Collected data
=== Begin Enclosure ===

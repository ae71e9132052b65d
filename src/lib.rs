//! Blinding cuts for detector event data.
//!
//! A [`runner::BlindingRunner`] walks the rows of an [`data::dataset::EventDataset`],
//! binds per-series parameters from a [`params::ParameterStore`], and asks the
//! [`cuts::CutEvaluator`] which detectors of each event must be hidden.

pub mod batch;
pub mod config;
pub mod cuts;
pub mod data;
pub mod decisions;
pub mod error;
pub mod params;
pub mod profile;
pub mod runner;
pub mod summary;

#[cfg(test)]
mod testing;
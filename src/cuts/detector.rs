//! Per-detector predicates of the blinding chain, in evaluation order.

use super::windows::{self, Effect, Reason};
use super::{CutContext, DetectorCut};
use crate::data::model::DetectorMode;
use crate::error::BlindResult;

/// `DetType` of a detector running in low-threshold mode.
pub const LOW_THRESHOLD_DET_TYPE: f64 = 21.0;
/// `DetType` of a detector with no data in the row.
pub const NO_DATA_DET_TYPE: f64 = -999999.0;
/// Recoil energy (keV) above which nothing is blinded.
pub const MAX_RECOIL_ENERGY: f64 = 150.0;
/// Band half-width in sigmas.
pub const BAND_WIDTH_SIGMAS: f64 = 3.0;

/// Phonon channels subtracted from the total phonon energy of specific
/// detectors.
pub const CHANNEL_CORRECTIONS: &[(usize, &str)] = &[(0, "pa2OF"), (8, "pc1OF")];

const RAW_AMPLITUDES: [&str; 4] = ["PAOFamps", "PBOFamps", "PCOFamps", "PDOFamps"];
const AMPLITUDE_SCALES: [&str; 4] = ["PA1OFamps", "PB1OFamps", "PC1OFamps", "PD1OFamps"];

const A_MU: [&str; 3] = ["A_mu.0", "A_mu.1", "A_mu.2"];
const B_MU: [&str; 3] = ["b_mu.0", "b_mu.1", "b_mu.2"];
const A_SIGMA: [&str; 3] = ["A_sigma.0", "A_sigma.1", "A_sigma.2"];
const B_SIGMA: [&str; 3] = ["b_sigma.0", "b_sigma.1", "b_sigma.2"];
const X0_SIGMA: [&str; 3] = ["x0_sigma.0", "x0_sigma.1", "x0_sigma.2"];

static BAND_PARAMETERS: [&str; 15] = [
    "A_mu.0", "b_mu.0", "A_sigma.0", "b_sigma.0", "x0_sigma.0",
    "A_mu.1", "b_mu.1", "A_sigma.1", "b_sigma.1", "x0_sigma.1",
    "A_mu.2", "b_mu.2", "A_sigma.2", "b_sigma.2", "x0_sigma.2",
];

pub fn standard_chain() -> Vec<Box<dyn DetectorCut>> {
    vec![
        Box::new(ValidChannel),
        Box::new(PhononThreshold),
        Box::new(LfNoise),
        Box::new(Glitch),
        Box::new(InnerCharge::SIDE_1),
        Box::new(InnerCharge::SIDE_2),
        Box::new(ChargeSymmetry),
        Box::new(NrBand),
        Box::new(MultipleScatter),
        Box::new(RecoilMax),
        Box::new(LowThresholdSearch),
        Box::new(SourceContamination),
        Box::new(BiasPolarity),
        Box::new(GroundingFault),
    ]
}

// ---------------------------------------------------------------------------
// Shared quantities
// ---------------------------------------------------------------------------

/// Total phonon energy with the detector's channel correction applied.
pub fn corrected_phonon_energy(ctx: &CutContext<'_>, detector: usize) -> BlindResult<f64> {
    let mut energy = ctx.calibrated(detector, "psumOF")?;
    if let Some((_, channel)) = CHANNEL_CORRECTIONS.iter().find(|(i, _)| *i == detector) {
        energy -= ctx.calibrated(detector, channel)?;
    }
    Ok(energy)
}

/// Phonon energy of a low-threshold detector from its raw amplitudes.
fn scaled_amplitude_energy(ctx: &CutContext<'_>, detector: usize) -> BlindResult<f64> {
    let mut energy = 0.0;
    for (amplitude, scale) in RAW_AMPLITUDES.iter().zip(AMPLITUDE_SCALES) {
        energy += ctx.param(scale, detector)? * ctx.raw(detector, amplitude)?;
    }
    Ok(energy)
}

fn is_lf_noise(ctx: &CutContext<'_>, detector: usize) -> BlindResult<bool> {
    let chisq = ctx.raw(detector, "PTOFchisq")? - ctx.raw(detector, "PTlfnoise1OFchisq")?;
    Ok(ctx.param("cLFnoise1_v53", detector)? < chisq)
}

fn is_glitch(ctx: &CutContext<'_>, detector: usize) -> BlindResult<bool> {
    let chisq = ctx.raw(detector, "PTOFchisq")? - ctx.raw(detector, "PTglitch1OFchisq")?;
    Ok(ctx.param("cGlitch1_v53", detector)? < chisq)
}

// ---------------------------------------------------------------------------
// Cuts
// ---------------------------------------------------------------------------

pub struct ValidChannel;

impl DetectorCut for ValidChannel {
    fn name(&self) -> &'static str {
        "valid_channel"
    }

    fn keeps(&self, ctx: &CutContext<'_>, detector: usize) -> BlindResult<bool> {
        let det_type = ctx.raw(detector, "DetType")?;
        Ok(det_type != LOW_THRESHOLD_DET_TYPE && det_type != NO_DATA_DET_TYPE)
    }
}

pub struct PhononThreshold;

impl DetectorCut for PhononThreshold {
    fn name(&self) -> &'static str {
        "phonon_threshold"
    }

    fn parameters(&self) -> &'static [&'static str] {
        &["min_psumOF"]
    }

    fn keeps(&self, ctx: &CutContext<'_>, detector: usize) -> BlindResult<bool> {
        Ok(ctx.param("min_psumOF", detector)? < corrected_phonon_energy(ctx, detector)?)
    }
}

pub struct LfNoise;

impl DetectorCut for LfNoise {
    fn name(&self) -> &'static str {
        "lf_noise"
    }

    fn parameters(&self) -> &'static [&'static str] {
        &["cLFnoise1_v53"]
    }

    fn keeps(&self, ctx: &CutContext<'_>, detector: usize) -> BlindResult<bool> {
        Ok(!is_lf_noise(ctx, detector)?)
    }
}

pub struct Glitch;

impl DetectorCut for Glitch {
    fn name(&self) -> &'static str {
        "glitch"
    }

    fn parameters(&self) -> &'static [&'static str] {
        &["cGlitch1_v53"]
    }

    fn keeps(&self, ctx: &CutContext<'_>, detector: usize) -> BlindResult<bool> {
        Ok(!is_glitch(ctx, detector)?)
    }
}

/// Rejects outer-guard-ring events on one charge side: low inner charge
/// together with outer charge above noise.
pub struct InnerCharge {
    name: &'static str,
    status: &'static str,
    inner: &'static str,
    outer: &'static str,
    parameters: &'static [&'static str; 2],
}

impl InnerCharge {
    pub const SIDE_1: InnerCharge = InnerCharge {
        name: "inner_charge_1",
        status: "QIS1status",
        inner: "qi1OF",
        outer: "qo1OF",
        parameters: &["min_qi1OF", "max_qo1OF"],
    };

    pub const SIDE_2: InnerCharge = InnerCharge {
        name: "inner_charge_2",
        status: "QIS2status",
        inner: "qi2OF",
        outer: "qo2OF",
        parameters: &["min_qi2OF", "max_qo2OF"],
    };
}

impl DetectorCut for InnerCharge {
    fn name(&self) -> &'static str {
        self.name
    }

    fn parameters(&self) -> &'static [&'static str] {
        self.parameters
    }

    fn keeps(&self, ctx: &CutContext<'_>, detector: usize) -> BlindResult<bool> {
        if 0.0 < ctx.raw(detector, self.status)? {
            return Ok(true);
        }
        let [min_inner, max_outer] = *self.parameters;
        let low_inner = ctx.calibrated(detector, self.inner)? < ctx.param(min_inner, detector)?;
        if low_inner && ctx.param(max_outer, detector)? < ctx.calibrated(detector, self.outer)? {
            return Ok(false);
        }
        Ok(true)
    }
}

/// Rejects events near one face: charge collected on one side only.
pub struct ChargeSymmetry;

const CHARGE_STATUSES: [&str; 4] = ["QIS1status", "QOS1status", "QIS2status", "QOS2status"];

impl DetectorCut for ChargeSymmetry {
    fn name(&self) -> &'static str {
        "charge_symmetry"
    }

    fn parameters(&self) -> &'static [&'static str] {
        &["min_qsum1OF", "max_qsum1OF", "min_qsum2OF", "max_qsum2OF"]
    }

    fn keeps(&self, ctx: &CutContext<'_>, detector: usize) -> BlindResult<bool> {
        for status in CHARGE_STATUSES {
            if 0.0 < ctx.raw(detector, status)? {
                return Ok(true);
            }
        }

        let qsum1 = ctx.calibrated(detector, "qsum1OF")?;
        let qsum2 = ctx.calibrated(detector, "qsum2OF")?;
        if qsum1 < ctx.param("min_qsum1OF", detector)? && ctx.param("max_qsum2OF", detector)? < qsum2 {
            return Ok(false);
        }
        if qsum2 < ctx.param("min_qsum2OF", detector)? && ctx.param("max_qsum1OF", detector)? < qsum1 {
            return Ok(false);
        }
        Ok(true)
    }
}

/// Keeps events inside the nuclear-recoil band of any calibration period.
pub struct NrBand;

impl NrBand {
    /// Whether `yield_` lies strictly within the band half-width of period
    /// `k` at recoil energy `energy`.
    fn within(ctx: &CutContext<'_>, detector: usize, k: usize, energy: f64, yield_: f64) -> BlindResult<bool> {
        let mean = ctx.param(A_MU[k], detector)? * energy.powf(ctx.param(B_MU[k], detector)?);

        let x0 = ctx.param(X0_SIGMA[k], detector)?;
        let clamped = if x0 < energy { x0 } else { energy };
        let sigma = ctx.param(A_SIGMA[k], detector)? * clamped.powf(ctx.param(B_SIGMA[k], detector)?);

        Ok((yield_ - mean).abs() < BAND_WIDTH_SIGMAS * sigma)
    }
}

impl DetectorCut for NrBand {
    fn name(&self) -> &'static str {
        "nr_band"
    }

    fn parameters(&self) -> &'static [&'static str] {
        &BAND_PARAMETERS
    }

    fn keeps(&self, ctx: &CutContext<'_>, detector: usize) -> BlindResult<bool> {
        let energy = ctx.calibrated(detector, "precoilsumOF")?;
        if !(0.0 < energy) {
            return Ok(false);
        }
        let yield_ = ctx.calibrated(detector, "ysumOF")?;
        for k in 0..A_MU.len() {
            if Self::within(ctx, detector, k, energy, yield_)? {
                return Ok(true);
            }
        }
        Ok(false)
    }
}

/// Rejects the detector when any other detector is above its multiple
/// scatter threshold.
pub struct MultipleScatter;

impl DetectorCut for MultipleScatter {
    fn name(&self) -> &'static str {
        "multiple_scatter"
    }

    fn parameters(&self) -> &'static [&'static str] {
        &[
            "max_psumOF",
            "PA1OFamps",
            "PB1OFamps",
            "PC1OFamps",
            "PD1OFamps",
            "cLFnoise1_v53",
            "cGlitch1_v53",
        ]
    }

    fn keeps(&self, ctx: &CutContext<'_>, detector: usize) -> BlindResult<bool> {
        for other in (0..ctx.detector_count()).filter(|&j| j != detector) {
            if ctx.raw(other, "DetType")? == NO_DATA_DET_TYPE {
                continue;
            }
            let energy = match ctx.detector_mode(other) {
                DetectorMode::LowThreshold => scaled_amplitude_energy(ctx, other)?,
                DetectorMode::Normal => corrected_phonon_energy(ctx, other)?,
            };
            if ctx.param("max_psumOF", other)? < energy {
                // a noisy trigger on this detector does not count the neighbour
                if is_lf_noise(ctx, detector)? || is_glitch(ctx, detector)? {
                    continue;
                }
                return Ok(false);
            }
        }
        Ok(true)
    }
}

pub struct RecoilMax;

impl DetectorCut for RecoilMax {
    fn name(&self) -> &'static str {
        "recoil_max"
    }

    fn keeps(&self, ctx: &CutContext<'_>, detector: usize) -> BlindResult<bool> {
        Ok(ctx.calibrated(detector, "precoilsumOF")? < MAX_RECOIL_ENERGY)
    }
}

/// Leaves low-threshold search detectors unblinded inside their windows and,
/// later, below the bias-dependent energy cap.
pub struct LowThresholdSearch;

impl DetectorCut for LowThresholdSearch {
    fn name(&self) -> &'static str {
        "low_threshold_search"
    }

    fn keeps(&self, ctx: &CutContext<'_>, detector: usize) -> BlindResult<bool> {
        let series = ctx.series()?;
        let Some(window) = windows::matching(Reason::LowThresholdSearch, Some(detector), series) else {
            return Ok(true);
        };
        match window.effect {
            Effect::Exclude => Ok(false),
            Effect::EnergyCap => {
                let cap = windows::low_threshold_energy_cap(
                    ctx.raw(detector, "QIS1bias")?,
                    ctx.raw(detector, "QIS2bias")?,
                );
                Ok(!(ctx.calibrated(detector, "ptNF")? < cap))
            }
        }
    }
}

pub struct SourceContamination;

impl DetectorCut for SourceContamination {
    fn name(&self) -> &'static str {
        "source_contamination"
    }

    fn keeps(&self, ctx: &CutContext<'_>, detector: usize) -> BlindResult<bool> {
        let series = ctx.series()?;
        Ok(windows::matching(Reason::SourceContamination, Some(detector), series).is_none())
    }
}

/// Rejects reverse-biased detectors.
pub struct BiasPolarity;

impl DetectorCut for BiasPolarity {
    fn name(&self) -> &'static str {
        "bias_polarity"
    }

    fn keeps(&self, ctx: &CutContext<'_>, detector: usize) -> BlindResult<bool> {
        let side1 = ctx.raw(detector, "QIS1bias")?;
        let side2 = ctx.raw(detector, "QIS2bias")?;
        Ok(!(side1 < 0.0 && 0.0 < side2))
    }
}

pub struct GroundingFault;

impl DetectorCut for GroundingFault {
    fn name(&self) -> &'static str {
        "grounding_fault"
    }

    fn keeps(&self, ctx: &CutContext<'_>, detector: usize) -> BlindResult<bool> {
        let series = ctx.series()?;
        Ok(windows::matching(Reason::GroundingFault, Some(detector), series).is_none())
    }
}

=== End Enclosure ===

- **TO DO**: Print exactly the lines above from the one with "f64, yield_: f64)" to the one with "let x0 = ctx.param(X0_SIGMA[k], detector)?;", including both.

- **EXERCISE RESPONSE**:
    fn within(ctx: &CutContext<'_>, detector: usize, k: usize, energy: f64, yield_: f64) -> BlindResult<bool> {
        let mean = ctx.param(A_MU[k], detector)? * energy.powf(ctx.param(B_MU[k], detector)?);

        let x0 = ctx.param(X0_SIGMA[k], detector)?;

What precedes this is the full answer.